Only from a UNIX culture mindset.

As opposed to what?

Everyone else that understands C is not the first systems language to ever exist since FORTRAN in 1958, nor it will be around forever outside anything tied to UNIX/POSIX.

C isn't even a systems language lol, it's too delicate to rely on for systems.

UNIX authors saw it otherwise thought, as they created it for UNIX System V rewrite.

I quite frankly disagree. From personal experience I don't think there's any mainstream programming language that in itself teaches you anything much about emulating systems like the Game Boy or NES - in fact, I'd go so far as to say that none of them even at least yield elegant and accurate implementations.

People write "production-grade" emulators in C because it's fast, not because it's uniquely suited to the ___domain as a language.



Cool. The demo runs way too fast, though. The throttle checkbox doesn't really change it. Unchecking it, if anything, makes it run slower. It runs at 240 fps with throttle and at 180 fps without. With the throttle checbox active one second are already about four seconds in the emulator. I suspect this is related to the screen refresh rate, which is 240Hz in my case.

probably they are calling requestAnimationFrame() and then not accounting for deltaTime?

This is a very nice write up of not only Ocaml but also gameboy emulator implementation. Great job and thank you to the author!

As an aside I’ve always thought it would be awesome to create a single page app with an assembler editor and assembler/linker/loader to enable doing gameboy homebrew in the browser. I think it would be a great, accessible embedded development teaching opportunity.


rgbds-live is more-or-less this same idea, with an embedded version of RGBDS: https://gbdev.io/rgbds-live/

I know it’s a long shot, but does anyone know of a tutorial for the sound of a game boy emulator?

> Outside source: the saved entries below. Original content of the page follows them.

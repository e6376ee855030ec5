//! Grid view of every camera's latest frame.

use std::collections::HashMap;
use std::path::Path;

use anyhow::{Context, Result};
use image::imageops::{self, FilterType};
use image::{ImageFormat, Rgb, RgbImage};

use crate::frame::Frame;
use crate::stream::{StreamHandle, StreamState};

pub const TILE_WIDTH: u32 = 320;
pub const TILE_HEIGHT: u32 = 240;

const FAILED_RGB: Rgb<u8> = Rgb([96, 0, 0]);
const WAITING_RGB: Rgb<u8> = Rgb([48, 48, 48]);
const LABEL_BACKGROUND: Rgb<u8> = Rgb([0, 0, 0]);
const LABEL_INK: Rgb<u8> = Rgb([255, 255, 255]);
const LABEL_SCALE: u32 = 2;
const LABEL_PAD: u32 = 2;

/// `(columns, rows)` for `n` tiles: `ceil(sqrt(n))` columns.
pub fn grid_dimensions(n: usize) -> (usize, usize) {
    if n == 0 {
        return (0, 0);
    }
    let mut cols = (n as f64).sqrt().ceil() as usize;
    // Guard against float rounding around perfect squares.
    while cols * cols < n {
        cols += 1;
    }
    while cols > 1 && (cols - 1) * (cols - 1) >= n {
        cols -= 1;
    }
    (cols, n.div_ceil(cols))
}

/// Write `image` to `path` via a sibling temp file so readers never see a
/// partial image. The format follows the extension (`.png`, `.ppm`, `.jpg`).
pub fn save_mosaic(image: &RgbImage, path: &Path) -> Result<()> {
    ImageFormat::from_path(path)
        .with_context(|| format!("unsupported mosaic format for {}", path.display()))?;
    let ext = path.extension().and_then(|e| e.to_str()).unwrap_or_default();
    let tmp = path.with_extension(format!("tmp.{ext}"));
    image
        .save(&tmp)
        .with_context(|| format!("encode {}", tmp.display()))?;
    std::fs::rename(&tmp, path).with_context(|| format!("write {}", path.display()))?;
    Ok(())
}

/// Nearest-neighbour scale of an RGB frame to a `width` x `height` tile.
/// `None` if the frame buffer does not hold packed RGB.
fn scaled_tile(frame: &Frame, width: u32, height: u32) -> Option<RgbImage> {
    let source = frame.to_rgb_image()?;
    Some(imageops::resize(&source, width, height, FilterType::Nearest))
}

/// 3x5 glyph rows, most significant of the low three bits on the left.
fn glyph(c: char) -> [u8; 5] {
    match c.to_ascii_uppercase() {
        'A' => [2, 5, 7, 5, 5],
        'B' => [6, 5, 6, 5, 6],
        'C' => [3, 4, 4, 4, 3],
        'D' => [6, 5, 5, 5, 6],
        'E' => [7, 4, 6, 4, 7],
        'F' => [7, 4, 6, 4, 4],
        'G' => [3, 4, 5, 5, 3],
        'H' => [5, 5, 7, 5, 5],
        'I' => [7, 2, 2, 2, 7],
        'J' => [1, 1, 1, 5, 2],
        'K' => [5, 5, 6, 5, 5],
        'L' => [4, 4, 4, 4, 7],
        'M' => [5, 7, 7, 5, 5],
        'N' => [6, 5, 5, 5, 5],
        'O' => [2, 5, 5, 5, 2],
        'P' => [6, 5, 6, 4, 4],
        'Q' => [2, 5, 5, 6, 3],
        'R' => [6, 5, 6, 5, 5],
        'S' => [3, 4, 2, 1, 6],
        'T' => [7, 2, 2, 2, 2],
        'U' => [5, 5, 5, 5, 7],
        'V' => [5, 5, 5, 5, 2],
        'W' => [5, 5, 7, 7, 5],
        'X' => [5, 5, 2, 5, 5],
        'Y' => [5, 5, 2, 2, 2],
        'Z' => [7, 1, 2, 4, 7],
        '0' => [7, 5, 5, 5, 7],
        '1' => [2, 6, 2, 2, 7],
        '2' => [6, 1, 2, 4, 7],
        '3' => [6, 1, 2, 1, 6],
        '4' => [5, 5, 7, 1, 1],
        '5' => [7, 4, 6, 1, 6],
        '6' => [3, 4, 7, 5, 7],
        '7' => [7, 1, 2, 2, 2],
        '8' => [7, 5, 7, 5, 7],
        '9' => [7, 5, 7, 1, 6],
        '-' => [0, 0, 7, 0, 0],
        '_' => [0, 0, 0, 0, 7],
        '.' => [0, 0, 0, 0, 2],
        ':' => [0, 2, 0, 2, 0],
        ' ' => [0; 5],
        _ => [6, 1, 2, 0, 2],
    }
}

fn fill_rect(tile: &mut RgbImage, x0: u32, y0: u32, w: u32, h: u32, color: Rgb<u8>) {
    let x1 = x0.saturating_add(w).min(tile.width());
    let y1 = y0.saturating_add(h).min(tile.height());
    for y in y0..y1 {
        for x in x0..x1 {
            tile.put_pixel(x, y, color);
        }
    }
}

/// Camera name in the top-left corner, white on a black strip, clipped to the tile.
fn draw_label(tile: &mut RgbImage, text: &str) {
    let advance = 4 * LABEL_SCALE;
    let chars = text.chars().count() as u32;
    if chars == 0 {
        return;
    }
    let strip_w = (2 * LABEL_PAD + chars.saturating_mul(advance)).saturating_sub(LABEL_SCALE);
    let strip_h = 2 * LABEL_PAD + 5 * LABEL_SCALE;
    fill_rect(tile, 0, 0, strip_w, strip_h, LABEL_BACKGROUND);

    for (i, c) in text.chars().enumerate() {
        let ox = LABEL_PAD + i as u32 * advance;
        if ox >= tile.width() {
            break;
        }
        for (row, bits) in glyph(c).iter().enumerate() {
            for col in 0..3u32 {
                if bits & (4 >> col) != 0 {
                    let x = ox + col * LABEL_SCALE;
                    let y = LABEL_PAD + row as u32 * LABEL_SCALE;
                    fill_rect(tile, x, y, LABEL_SCALE, LABEL_SCALE, LABEL_INK);
                }
            }
        }
    }
}

/// Composes tiles from stream preview slots, remembering each camera's last frame.
pub struct Mosaic {
    tile_width: u32,
    tile_height: u32,
    latest: HashMap<String, Frame>,
}

impl Default for Mosaic {
    fn default() -> Self {
        Self::new(TILE_WIDTH, TILE_HEIGHT)
    }
}

impl Mosaic {
    pub fn new(tile_width: u32, tile_height: u32) -> Self {
        Self {
            tile_width: tile_width.max(1),
            tile_height: tile_height.max(1),
            latest: HashMap::new(),
        }
    }

    /// One labelled tile per handle, in handle order. Cameras without a usable
    /// frame get a placeholder: red when Failed, grey otherwise.
    pub fn compose(&mut self, handles: &[StreamHandle]) -> RgbImage {
        for handle in handles {
            if let Some(frame) = handle.take_preview() {
                self.latest.insert(handle.name().to_string(), frame);
            }
        }

        let (cols, rows) = grid_dimensions(handles.len());
        let (tw, th) = (self.tile_width, self.tile_height);
        let mut canvas = RgbImage::new(cols as u32 * tw, rows as u32 * th);
        for (i, handle) in handles.iter().enumerate() {
            let scaled = self
                .latest
                .get(handle.name())
                .and_then(|frame| scaled_tile(frame, tw, th));
            let mut tile = match (handle.state(), scaled) {
                (StreamState::Failed, _) => RgbImage::from_pixel(tw, th, FAILED_RGB),
                (_, Some(tile)) => tile,
                (_, None) => RgbImage::from_pixel(tw, th, WAITING_RGB),
            };
            draw_label(&mut tile, handle.name());
            let x = (i % cols) as i64 * i64::from(tw);
            let y = (i / cols) as i64 * i64::from(th);
            imageops::replace(&mut canvas, &tile, x, y);
        }
        canvas
    }
}

#[cfg(test)]
mod tests {
    use super::*;
    use crate::frame::CapturedImage;

    #[test]
    fn grid_uses_ceil_sqrt_columns() {
        assert_eq!(grid_dimensions(0), (0, 0));
        assert_eq!(grid_dimensions(1), (1, 1));
        assert_eq!(grid_dimensions(2), (2, 1));
        assert_eq!(grid_dimensions(3), (2, 2));
        assert_eq!(grid_dimensions(4), (2, 2));
        assert_eq!(grid_dimensions(5), (3, 2));
        assert_eq!(grid_dimensions(9), (3, 3));
        assert_eq!(grid_dimensions(10), (4, 3));
    }

    #[test]
    fn nearest_neighbour_scaling_fills_tile() {
        let frame = Frame::new(
            "Gate",
            1,
            CapturedImage::new(2, 1, vec![255, 0, 0, 0, 0, 255]),
        );
        let tile = scaled_tile(&frame, 4, 2).expect("rgb frame scales");
        assert_eq!(tile.dimensions(), (4, 2));
        assert_eq!(*tile.get_pixel(0, 1), Rgb([255, 0, 0]));
        assert_eq!(*tile.get_pixel(3, 1), Rgb([0, 0, 255]));
    }

    #[test]
    fn malformed_frame_has_no_tile() {
        let frame = Frame::new("Gate", 1, CapturedImage::new(4, 4, vec![0; 5]));
        assert!(scaled_tile(&frame, 8, 8).is_none());
    }

    #[test]
    fn label_draws_name_over_dark_strip() {
        let mut tile = RgbImage::from_pixel(64, 48, WAITING_RGB);
        draw_label(&mut tile, "A");
        // Top row of "A" is lit only in its middle column.
        assert_eq!(*tile.get_pixel(LABEL_PAD + LABEL_SCALE, LABEL_PAD), LABEL_INK);
        assert_eq!(*tile.get_pixel(LABEL_PAD, LABEL_PAD), LABEL_BACKGROUND);
        assert_eq!(*tile.get_pixel(40, 40), WAITING_RGB);
    }

    #[test]
    fn long_label_is_clipped_to_tile() {
        let mut tile = RgbImage::from_pixel(10, 6, WAITING_RGB);
        draw_label(&mut tile, "A VERY LONG CAMERA NAME");
        assert_eq!(tile.dimensions(), (10, 6));
    }

    #[test]
    fn saved_mosaic_reloads_with_same_size() -> Result<()> {
        let dir = tempfile::tempdir()?;
        let path = dir.path().join("mosaic.png");
        let image = RgbImage::from_pixel(6, 4, FAILED_RGB);
        save_mosaic(&image, &path)?;
        let reloaded = image::open(&path)?.to_rgb8();
        assert_eq!(reloaded.dimensions(), (6, 4));
        assert_eq!(*reloaded.get_pixel(5, 3), FAILED_RGB);
        assert!(!path.with_extension("tmp.png").exists());
        Ok(())
    }

    #[test]
    fn unknown_extension_is_rejected() -> Result<()> {
        let dir = tempfile::tempdir()?;
        let image = RgbImage::new(2, 2);
        assert!(save_mosaic(&image, &dir.path().join("mosaic.xyz")).is_err());
        Ok(())
    }
}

Most of these tutorials never cover that piece and when I try it on my own I find it hard to properly implement or even understand the reference material well enough to implement on my own.

Not a tutorial per-se, but here are 2 slides describing how I've done it:

https://www.slideshare.net/slideshow/emulating-game-boy-in-j...

Essentially, there are 4 channels, each providing a number 0-15 on every tick. Emulator should mix them together (arithmetic average), scale up to 0-255 and feed to the sound buffer, adjusting the tick rate (4.19MHz) to the sound output rate (e.g.: 22 kHz) - taking every ~190 value (4.19MHz / 22 kHz) is a good start.

Now the 0..15 value that should be produced by each channel depends on its characteristics, but it's well documented:

https://gbdev.gg8.se/wiki/articles/Gameboy_sound_hardware

Channels 1 and 2 produce square waves, so a bunch of low (0) and high (15) values, with optional volume envelope (gradually going down from 15 to 0 on the "high" part of the square) and frequency sweep (alternating 0s and 15s slower or faster).

Channel 3 allows an arbitrary waveform, read from the memory.

Channel 4 is a random noise, generated by the LSFR.

See SoundModeX.java for the reference:

https://github.com/trekawek/coffee-gb/tree/master/src/main/j...




Excellent writeup and cool project.

Needs a (2022).


Beautiful write-up! Thanks for sharing this. I want to write a game boy emulator in Rust and your blogpost really inspired me to kick this off. I’m bookmarking this.

ah nice ! great use of functors, GADTs

I wanna compare a CHIP 8 or NES emulator or port CAMLBOY to WASM using ocaml-wasm


It should already be possible to run CAMLBOY on WASM because of the new WASM backend of js_of_ocaml (wasm_of_ocaml).